CMS is proposing to increase the cochlear implant payment level, covering the surgery and the device, from $25,500 to $25,753. Because intraoperative monitoring is proposed to be bundled into the implantation rate, the net payment increase is less than one-half percent. Apparently, one reason for insufficient payment for cochlear implants is due to the hospitals' reluctance to mark up procedures that include high cost devices to the same degree as less costly procedures. This accounting practice undervalues the cost of high-priced procedures. A 2006 study funded by the cochlear implant manufacturers, adjusted for 2008, indicates an average hospital cost of $31,988 for implantation. This means a hospital would lose more than $6,000 each time it performed the surgery if the proposed rate is finalized. ASHA submitted regulatory comments to CMS stressing that the payment shortfall may be a disincentive for hospitals to consider opening a cochlear implant center. Moreover, many centers are currently operating short-staffed, resulting in lengthy waits for patients to receive pre- and post-cochlear implant services.

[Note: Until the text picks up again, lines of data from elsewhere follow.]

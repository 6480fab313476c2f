//! Unit tests for the indexer module.

mod indexer_tests;
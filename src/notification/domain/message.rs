//! Outbound messages and their templates.

use serde::Serialize;

/// A rendered message addressed to one recipient.
#[derive(Debug, Clone, PartialEq, Eq, Serialize)]
pub struct OutboundMessage {
    /// Delivery address.
    pub to: String,
    /// Subject line.
    pub subject: String,
    /// Plain-text body.
    pub body: String,
}

/// Subject and body templates for one notification kind.
#[derive(Debug, Clone, Copy, PartialEq, Eq)]
pub struct MessageTemplate {
    /// `minijinja` template for the subject line.
    pub subject: &'static str,
    /// `minijinja` template for the body.
    pub body: &'static str,
    /// Actor label used when the actor has no known address.
    pub fallback_actor: &'static str,
}

/// Sent to a newly assigned user.
pub const TASK_ASSIGNED: MessageTemplate = MessageTemplate {
    subject: "New Task Assigned: {{ title }}",
    body: "You have been assigned a new task:\n\n\
           Task: {{ title }}\n\
           Priority: {{ priority }}\n\
           Assigned by: {{ actor }}",
    fallback_actor: "Admin",
};

/// Sent to the creator and assignees when status changes.
pub const TASK_STATUS_UPDATED: MessageTemplate = MessageTemplate {
    subject: "Task Status Updated: {{ title }}",
    body: "Task status has been updated:\n\n\
           Task: {{ title }}\n\
           Previous Status: {{ previous_status }}\n\
           New Status: {{ new_status }}\n\
           Updated by: {{ actor }}",
    fallback_actor: "User",
};

/// Sent to assignees when a task is closed.
pub const TASK_CLOSED: MessageTemplate = MessageTemplate {
    subject: "Task Closed: {{ title }}",
    body: "A task you were assigned to has been closed:\n\n\
           Task: {{ title }}\n\
           Final Status: {{ final_status }}\n\
           Closed by: {{ actor }}",
    fallback_actor: "Admin",
};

For auditory osseointegrated implants, the proposed payment is $2,583 for the surgery. This amount does not include the costs of the Baha (bone-anchored hearing aid) device for which a separate payment will be made as a "pass-through" payment for new technology. ASHA submitted comments to CMS stating that the proposed surgical payment ($2,583) is not appropriate because it represents an APC (Level V ENT Procedures) that includes non-device related procedures. Also, we believe that the CMS plan to determine the device cost and related hospital outpatient facility expenses by 2009 is unreasonable because of low utilization (230 Baha surgeries in 2006); CMS is allowed to extend the "pass-through" status until 2010.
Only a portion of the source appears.